Testing gravity and the strong equivalence principle with pulsars

Non programmé
20m
Centre des Congrès de la Villette (Cité des sciences et de l'Industrie, Paris)

Centre des Congrès de la Villette

Cité des sciences et de l'Industrie, Paris

Orateur

Guillaume VOISIN (LUTH, Observatoire de Paris, CNRS)

Description

General relativity has been tested with exquisite accuracy in the Solar system. However, tests in the strong-field regime require a compact object. This is why a new era of strong-field tests opened up in 1974 with the discovery of the first binary neutron-star system by Hulse and Taylor in 1974 for which they both obtained the 1993 Nobel prize.
I will briefly review tests of general relativity with binary pulsars and then focus on a new test allowed by the discovery of the pulsar in a triple stellar system PSR J0337+1715. This pulsar is orbiting with two white dwarfs within an area comparable to the orbit of the Earth.
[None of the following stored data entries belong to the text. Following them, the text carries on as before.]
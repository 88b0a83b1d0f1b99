//! Order-of-service parsing pipeline.
//!
//! Raw text goes through two independent passes: the field extractors read
//! the document-level date, theme and speaker from anywhere in the text, and
//! the segmenter splits the text after the `Order of Service` marker into
//! items, which are then classified. Nothing here fails; problems are
//! recovered with a default and reported as [`ParseWarning`]s.

pub mod classify;
pub mod details;
pub mod emit;
pub mod fields;
pub mod line;
pub mod load;
pub mod segmenter;

use std::sync::LazyLock;

use chrono::{Local, NaiveDate};
use regex::Regex;
use thiserror::Error;

use crate::constants::document::SECTION_MARKER;
use crate::types::ServiceDocument;
use fields::DateField;

pub use classify::classify;
pub use details::ScriptureRef;
pub use emit::to_interchange;
pub use segmenter::{segment, Segmenter};

/// Case-insensitive section marker.
#[allow(clippy::expect_used)]
static RE_MARKER: LazyLock<Regex> = LazyLock::new(|| {
    Regex::new(&format!("(?i){}", regex::escape(SECTION_MARKER))).expect("valid regex: RE_MARKER")
});

/// A recovered problem found while parsing.
#[derive(Debug, Clone, PartialEq, Eq, Error)]
pub enum ParseWarning {
    /// No `Order of Service` marker; the order is empty.
    #[error("could not find the 'Order of Service' section")]
    MissingSection,
    /// No `Service Date:` field; the processing date was used.
    #[error("no service date found, using {fallback}")]
    MissingDate {
        /// Date used instead.
        fallback: String,
    },
    /// `Service Date:` present but not a valid date; the processing date was used.
    #[error("could not parse service date {raw:?}, using {fallback}")]
    UnparsableDate {
        /// Text found after `Service Date:`.
        raw: String,
        /// Date used instead.
        fallback: String,
    },
}

/// A parsed document together with the warnings raised on the way.
#[derive(Debug, Clone, PartialEq, Eq)]
pub struct ParseOutcome {
    /// The parsed order of service.
    pub document: ServiceDocument,
    /// Recovered problems, in the order they were found.
    pub warnings: Vec<ParseWarning>,
}

impl ParseOutcome {
    /// False when the marker was missing, meaning "no order found" rather
    /// than an empty order.
    pub fn has_order(&self) -> bool {
        !self.warnings.contains(&ParseWarning::MissingSection)
    }
}

/// Text following the first case-insensitive `Order of Service` marker.
pub fn order_section(text: &str) -> Option<&str> {
    RE_MARKER.find(text).map(|m| &text[m.end()..])
}

/// Parse a whole document, using `today` when the service date is unusable.
pub fn parse_document_on(text: &str, today: NaiveDate) -> ParseOutcome {
    let mut warnings = Vec::new();

    let date = match fields::service_date(text) {
        DateField::Parsed(date) => fields::iso_date(date),
        DateField::Unparsable(raw) => {
            let fallback = fields::iso_date(today);
            warnings.push(ParseWarning::UnparsableDate { raw, fallback: fallback.clone() });
            fallback
        }
        DateField::Missing => {
            let fallback = fields::iso_date(today);
            warnings.push(ParseWarning::MissingDate { fallback: fallback.clone() });
            fallback
        }
    };

    let items = order_section(text).map_or_else(
        || {
            warnings.push(ParseWarning::MissingSection);
            Vec::new()
        },
        |section| segment(section).into_iter().map(classify).collect(),
    );

    for warning in &warnings {
        tracing::warn!("{warning}");
    }

    ParseOutcome {
        document: ServiceDocument {
            date,
            theme: fields::theme(text),
            speaker: fields::speaker(text),
            items,
        },
        warnings,
    }
}

/// Parse a whole document, falling back to the local date.
pub fn parse_document(text: &str) -> ParseOutcome {
    parse_document_on(text, Local::now().date_naive())
}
I will show how this so far unique configuration has allowed for a dramatic improvement over previous tests of the strong equivalence principle with pulsars. Finally, I will show that the various experiments and observations can be combined consistently to constrain a particular theory of gravity, in this case the class of scalar-tensor theories. We will see that strong-field tests with pulsars play a key role in such exercise.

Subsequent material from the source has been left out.